Find Page One on ITUNES or STITCHER.

Season 2 Episodes

Episode image is a detail from the cover of The City And The City by China Miéville, published in 2011 by Pan Books; cover design by Crush.

Episode image is a detail from the cover of The City And The City by China Miéville, published in 2011 by Pan Books; cover design by Crush.

In a hugely atmospheric recording, with vibrations from the Circle and District Line beneath and noise-spill from an editing suite next door, Charles Adrian talks to Superbard, a.k.a. George Lewkowicz, for the 41st Second Hand Book Factory.
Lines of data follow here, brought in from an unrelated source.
//! Configuration (layered: code > env > config file).

use std::fmt;
use std::path::{Path, PathBuf};

use bon::Builder;
use serde::{Deserialize, Serialize};

use crate::error::ConvertError;

pub const DEFAULT_BASE_URL: &str = "https://openrouter.ai/api/v1";
pub const DEFAULT_MODEL: &str = "anthropic/claude-sonnet-4-5";
pub const DEFAULT_MAX_TOKENS: u32 = 8000;
pub const DEFAULT_REFERER: &str = "https://script2extension.app";
pub const DEFAULT_TITLE: &str = "script2extension";

/// Limits for the agent tool loop.
#[derive(Debug, Clone, Copy, Builder, Serialize, Deserialize, PartialEq, Eq)]
#[serde(default)]
pub struct AgentSettings {
    /// Maximum number of model turns per conversion.
    #[builder(default = 12)]
    pub max_turns: usize,
    /// Fix rounds allowed before a failing check ends the loop.
    #[builder(default = 2)]
    pub max_fix_rounds: usize,
    /// Stream the first turn when a preview sink is supplied.
    #[builder(default = true)]
    pub stream_first_turn: bool,
    /// End the loop as soon as a tool batch leaves a passing check. When off,
    /// the model keeps its turn after a pass and the loop ends once it goes
    /// quiet.
    #[builder(default = true)]
    pub stop_on_pass: bool,
}

impl Default for AgentSettings {
    fn default() -> Self {
        Self::builder().build()
    }
}

/// Remote model and transport configuration.
///
/// Resolution order: explicit setters, then environment variables, then the
/// TOML config file.
#[derive(Clone, Default, Serialize, Deserialize, PartialEq)]
#[serde(default)]
pub struct ConverterConfig {
    pub api_key: Option<String>,
    pub base_url: Option<String>,
    pub model: Option<String>,
    pub max_tokens: Option<u32>,
    pub referer: Option<String>,
    pub title: Option<String>,
    pub agent: AgentSettings,
}

impl fmt::Debug for ConverterConfig {
    fn fmt(&self, f: &mut fmt::Formatter<'_>) -> fmt::Result {
        f.debug_struct("ConverterConfig")
            .field("api_key", &self.api_key.as_ref().map(|_| "<redacted>"))
            .field("base_url", &self.base_url)
            .field("model", &self.model)
            .field("max_tokens", &self.max_tokens)
            .field("referer", &self.referer)
            .field("title", &self.title)
            .field("agent", &self.agent)
            .finish()
    }
}

const API_KEY_VARS: [&str; 2] = ["OPENROUTER_API_KEY", "OPENAI_API_KEY"];

impl ConverterConfig {
    pub fn new() -> Self {
        Self::default()
    }

    /// Load from environment variables (and `.env` if present).
    pub fn from_env() -> Self {
        let _ = dotenvy::dotenv();
        let mut config = Self::new();
        config.merge_env();
        config
    }

    /// Overlay values found in the environment on top of this config.
    pub fn merge_env(&mut self) {
        if let Some(key) = API_KEY_VARS.iter().find_map(|var| non_empty_env(var)) {
            self.api_key = Some(key);
        }
        if let Some(url) = non_empty_env("SCRIPT2EXT_BASE_URL") {
            self.base_url = Some(url);
        }
        if let Some(model) = non_empty_env("SCRIPT2EXT_MODEL") {
            self.model = Some(model);
        }
        if let Some(max) = non_empty_env("SCRIPT2EXT_MAX_TOKENS").and_then(|v| v.parse().ok()) {
            self.max_tokens = Some(max);
        }
    }

    /// Parse a TOML config document.
    pub fn from_toml_str(text: &str) -> Result<Self, ConvertError> {
        toml::from_str(text).map_err(|e| ConvertError::Configuration(format!("invalid config: {e}")))
    }

    /// Load a TOML config file.
    pub fn load_file(path: &Path) -> Result<Self, ConvertError> {
        let text = std::fs::read_to_string(path)?;
        Self::from_toml_str(&text)
    }

    /// Config file, then environment on top. A missing file is not an error.
    pub fn load(path: Option<&Path>) -> Result<Self, ConvertError> {
        let _ = dotenvy::dotenv();
        let path = path.map(Path::to_path_buf).or_else(default_config_path);
        let mut config = match path {
            Some(p) if p.exists() => Self::load_file(&p)?,
            _ => Self::new(),
        };
        config.merge_env();
        Ok(config)
    }

    pub fn with_api_key(mut self, key: impl Into<String>) -> Self {
        self.api_key = Some(key.into());
        self
    }

    pub fn with_base_url(mut self, url: impl Into<String>) -> Self {
        self.base_url = Some(url.into());
        self
    }

    pub fn with_model(mut self, model: impl Into<String>) -> Self {
        self.model = Some(model.into());
        self
    }

    pub fn with_agent_settings(mut self, settings: AgentSettings) -> Self {
        self.agent = settings;
        self
    }

    /// The API key, or a configuration error naming the variables to set.
    pub fn require_api_key(&self) -> Result<&str, ConvertError> {
        self.api_key
            .as_deref()
            .filter(|k| !k.is_empty())
            .ok_or_else(|| ConvertError::Authentication("Missing OPENROUTER_API_KEY".into()))
    }

    pub fn base_url(&self) -> &str {
        self.base_url
            .as_deref()
            .unwrap_or(DEFAULT_BASE_URL)
            .trim_end_matches('/')
    }

    pub fn model(&self) -> &str {
        self.model.as_deref().unwrap_or(DEFAULT_MODEL)
    }

    pub fn max_tokens(&self) -> u32 {
        self.max_tokens.unwrap_or(DEFAULT_MAX_TOKENS)
    }

    pub fn referer(&self) -> &str {
        self.referer.as_deref().unwrap_or(DEFAULT_REFERER)
    }

    pub fn title(&self) -> &str {
        self.title.as_deref().unwrap_or(DEFAULT_TITLE)
    }
}

/// `<config dir>/script2ext/config.toml`, when a home directory is known.
pub fn default_config_path() -> Option<PathBuf> {
    directories::ProjectDirs::from("app", "script2extension", "script2ext")
        .map(|dirs| dirs.config_dir().join("config.toml"))
}

fn non_empty_env(var: &str) -> Option<String> {
    std::env::var(var).ok().filter(|v| !v.trim().is_empty())
}
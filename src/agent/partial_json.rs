//! Best-effort string field extraction from JSON that may still be arriving.

/// Extract the string value of `field` from a possibly truncated JSON buffer.
///
/// Returns an empty string when the key, the colon or the opening quote has
/// not arrived yet. Decoding stops at the closing quote or at the end of the
/// buffer, so every prefix of a document yields a prefix of the value
/// extracted from the whole document.
pub fn extract_json_string_field(buffer: &str, field: &str) -> String {
    let key = format!("\"{field}\"");
    let Some(key_at) = buffer.find(&key) else {
        return String::new();
    };
    let after_key = &buffer[key_at + key.len()..];
    let Some(colon_at) = after_key.find(':') else {
        return String::new();
    };
    let value = after_key[colon_at + 1..].trim_start_matches([' ', '\n', '\r']);
    let Some(body) = value.strip_prefix('"') else {
        return String::new();
    };

    let mut out = String::new();
    let mut chars = body.chars();
    while let Some(c) = chars.next() {
        match c {
            '"' => break,
            '\\' => match chars.next() {
                Some('n') => out.push('\n'),
                Some('t') => out.push('\t'),
                Some('r') => {}
                Some(other) => out.push(other),
                // escape cut off mid-stream
                None => break,
            },
            c => out.push(c),
        }
    }
    out
}

/// Preview of an in-flight tool call.
#[derive(Debug, Clone, PartialEq, Eq)]
pub struct Preview {
    pub content: String,
    pub file_path: Option<String>,
}

/// Pick the preview field for a tool and extract it from partial arguments.
///
/// Returns `None` for tools without a preview or while the field is still empty.
pub fn streaming_preview(tool_name: &str, partial_arguments: &str) -> Option<Preview> {
    let field = match tool_name {
        "set_analysis" => "text",
        "plan_files" | "apply_fix" | "run_check" => "summary",
        "write_file" => "content",
        _ => return None,
    };
    let content = extract_json_string_field(partial_arguments, field);
    if content.is_empty() {
        return None;
    }
    let file_path = (tool_name == "write_file")
        .then(|| extract_json_string_field(partial_arguments, "path"))
        .filter(|p| !p.is_empty());
    Some(Preview { content, file_path })
}
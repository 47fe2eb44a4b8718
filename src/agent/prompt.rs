//! Prompts seeded into every conversion.

pub const SYSTEM_PROMPT: &str = "You are an expert Chrome Extension Manifest V3 architect.

You must convert the UserScript into a complete Chrome MV3 extension using the provided tools.

Execution policy:
1) First call set_analysis.
2) Then call plan_files.
3) Then create files with write_file (and delete_file if needed).
4) Then call run_check.
5) If run_check.pass is false, call apply_fix, then perform file changes with write_file/delete_file, then call run_check again.
6) You may do at most 2 fix rounds.
7) Only finish when run_check.pass is true.

Hard constraints:
- manifest_version must be 3.
- Use service worker (no DOM in background).
- For privileged/cross-origin operations in content scripts, use message passing to background.
- Ensure manifest references only files that actually exist.
- Output full file content when writing files.";

/// Appended after a turn without tool calls while the check has not passed.
pub const NUDGE: &str = "Continue. Use tools only. Ensure you run run_check and pass it before finishing.";

/// Body of every tool-result message.
pub const TOOL_ACK: &str = "OK";

/// The user message carrying the script.
pub fn conversion_request(script: &str) -> String {
    format!("Convert this UserScript to Chrome Extension MV3:\n```javascript\n{script}\n```")
}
Info about George and his activities can be found here.

George Lewkowicz also appears in Page One 144.

The Hitchhiker's Guide To The Galaxy by Douglas Adams is also discussed in Page One 120. The Dirk Gentley novels, meantioned by George, are also by Douglas Adams.

Another book by John Le Carré, The Spy Who Came In From The Cold, is discussed in Page One 28.

The City And The City by China Miéville is also discussed in Page One 171.

The Samantha who is mentioned is Charles Adrian’s alter-ego Ms Samantha Mann, who is featured in Page One 126.

This episode has been edited to remove music that is no longer covered by licence for this podcast.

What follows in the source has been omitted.